Work required ->
The records below are to be transcribed in full, exactly as given.
******************************
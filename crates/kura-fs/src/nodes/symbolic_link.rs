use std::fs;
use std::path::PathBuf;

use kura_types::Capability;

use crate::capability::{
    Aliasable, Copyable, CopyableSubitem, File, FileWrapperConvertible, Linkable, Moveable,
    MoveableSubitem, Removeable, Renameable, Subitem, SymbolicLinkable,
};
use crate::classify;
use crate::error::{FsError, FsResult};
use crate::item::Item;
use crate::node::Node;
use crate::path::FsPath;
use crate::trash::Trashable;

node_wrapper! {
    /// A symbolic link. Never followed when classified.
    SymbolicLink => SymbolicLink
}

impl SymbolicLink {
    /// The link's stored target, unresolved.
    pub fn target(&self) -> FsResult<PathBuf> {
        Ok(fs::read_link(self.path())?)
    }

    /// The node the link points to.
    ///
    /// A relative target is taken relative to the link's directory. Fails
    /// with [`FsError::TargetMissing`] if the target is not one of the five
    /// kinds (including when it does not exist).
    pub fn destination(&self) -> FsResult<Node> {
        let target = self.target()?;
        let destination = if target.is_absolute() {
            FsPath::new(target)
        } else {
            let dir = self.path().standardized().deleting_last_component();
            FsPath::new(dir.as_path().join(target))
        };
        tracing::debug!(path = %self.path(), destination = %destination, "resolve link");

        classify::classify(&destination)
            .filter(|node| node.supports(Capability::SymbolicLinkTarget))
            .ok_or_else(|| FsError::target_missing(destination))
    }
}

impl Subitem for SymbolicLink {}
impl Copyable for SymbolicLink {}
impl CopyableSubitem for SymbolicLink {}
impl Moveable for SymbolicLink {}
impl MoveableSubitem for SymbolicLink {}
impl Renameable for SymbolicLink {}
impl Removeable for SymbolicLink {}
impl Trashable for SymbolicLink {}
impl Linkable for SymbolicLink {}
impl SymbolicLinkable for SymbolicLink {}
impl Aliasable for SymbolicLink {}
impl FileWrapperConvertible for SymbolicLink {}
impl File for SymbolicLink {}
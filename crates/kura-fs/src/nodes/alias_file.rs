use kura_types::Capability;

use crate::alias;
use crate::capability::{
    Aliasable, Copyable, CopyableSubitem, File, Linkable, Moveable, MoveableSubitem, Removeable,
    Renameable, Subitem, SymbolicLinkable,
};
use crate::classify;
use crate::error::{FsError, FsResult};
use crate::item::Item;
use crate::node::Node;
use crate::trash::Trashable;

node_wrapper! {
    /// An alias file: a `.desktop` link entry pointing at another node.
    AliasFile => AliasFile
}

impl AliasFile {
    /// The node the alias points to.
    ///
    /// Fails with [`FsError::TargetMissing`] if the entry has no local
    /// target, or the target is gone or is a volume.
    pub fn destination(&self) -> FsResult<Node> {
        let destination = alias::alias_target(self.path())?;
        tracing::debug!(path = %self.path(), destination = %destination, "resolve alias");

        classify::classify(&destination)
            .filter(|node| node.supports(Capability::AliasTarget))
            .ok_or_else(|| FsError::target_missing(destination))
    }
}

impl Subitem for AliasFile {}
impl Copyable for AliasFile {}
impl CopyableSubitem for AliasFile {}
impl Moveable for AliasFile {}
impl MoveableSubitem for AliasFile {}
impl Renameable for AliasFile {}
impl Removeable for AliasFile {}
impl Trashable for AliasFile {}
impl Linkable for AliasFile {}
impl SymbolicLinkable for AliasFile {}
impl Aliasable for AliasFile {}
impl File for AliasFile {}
******************************
Answer box ->
filename crates/kura-fs/src/nodes/symbolic_link.rs
use std::fs;
use std::path::PathBuf;

use kura_types::Capability;

use crate::capability::{
    Aliasable, Copyable, CopyableSubitem, File, FileWrapperConvertible, Linkable, Moveable,
    MoveableSubitem, Removeable, Renameable, Subitem, SymbolicLinkable,
};
use crate::classify;
use crate::error::{FsError, FsResult};
use crate::item::Item;
use crate::node::Node;
use crate::path::FsPath;
use crate::trash::Trashable;

node_wrapper! {
    /// A symbolic link. Never followed when classified.
    SymbolicLink => SymbolicLink
}

impl SymbolicLink {
    /// The link's stored target, unresolved.
    pub fn target(&self) -> FsResult<PathBuf> {
        Ok(fs::read_link(self.path())?)
    }

    /// The node the link points to.
    ///
    /// A relative target is taken relative to the link's directory. Fails
    /// with [`FsError::TargetMissing`] if the target is not one of the five
    /// kinds (including when it does not exist).
    pub fn destination(&self) -> FsResult<Node> {
        let target = self.target()?;
        let destination = if target.is_absolute() {
            FsPath::new(target)
        } else {
            let dir = self.path().standardized().deleting_last_component();
            FsPath::new(dir.as_path().join(target))
        };
        tracing::debug!(path = %self.path(), destination = %destination, "resolve link");

        classify::classify(&destination)
            .filter(|node| node.supports(Capability::SymbolicLinkTarget))
            .ok_or_else(|| FsError::target_missing(destination))
    }
}

impl Subitem for SymbolicLink {}
impl Copyable for SymbolicLink {}
impl CopyableSubitem for SymbolicLink {}
impl Moveable for SymbolicLink {}
impl MoveableSubitem for SymbolicLink {}
impl Renameable for SymbolicLink {}
impl Removeable for SymbolicLink {}
impl Trashable for SymbolicLink {}
impl Linkable for SymbolicLink {}
impl SymbolicLinkable for SymbolicLink {}
impl Aliasable for SymbolicLink {}
impl FileWrapperConvertible for SymbolicLink {}
impl File for SymbolicLink {}
filename crates/kura-fs/src/nodes/alias_file.rs
use kura_types::Capability;

use crate::alias;
use crate::capability::{
    Aliasable, Copyable, CopyableSubitem, File, Linkable, Moveable, MoveableSubitem, Removeable,
    Renameable, Subitem, SymbolicLinkable,
};
use crate::classify;
use crate::error::{FsError, FsResult};
use crate::item::Item;
use crate::node::Node;
use crate::trash::Trashable;

node_wrapper! {
    /// An alias file: a `.desktop` link entry pointing at another node.
    AliasFile => AliasFile
}

impl AliasFile {
    /// The node the alias points to.
    ///
    /// Fails with [`FsError::TargetMissing`] if the entry has no local
    /// target, or the target is gone or is a volume.
    pub fn destination(&self) -> FsResult<Node> {
        let destination = alias::alias_target(self.path())?;
        tracing::debug!(path = %self.path(), destination = %destination, "resolve alias");

        classify::classify(&destination)
            .filter(|node| node.supports(Capability::AliasTarget))
            .ok_or_else(|| FsError::target_missing(destination))
    }
}

impl Subitem for AliasFile {}
impl Copyable for AliasFile {}
impl CopyableSubitem for AliasFile {}
impl Moveable for AliasFile {}
impl MoveableSubitem for AliasFile {}
impl Renameable for AliasFile {}
impl Removeable for AliasFile {}
impl Trashable for AliasFile {}
impl Linkable for AliasFile {}
impl SymbolicLinkable for AliasFile {}
impl Aliasable for AliasFile {}
impl File for AliasFile {}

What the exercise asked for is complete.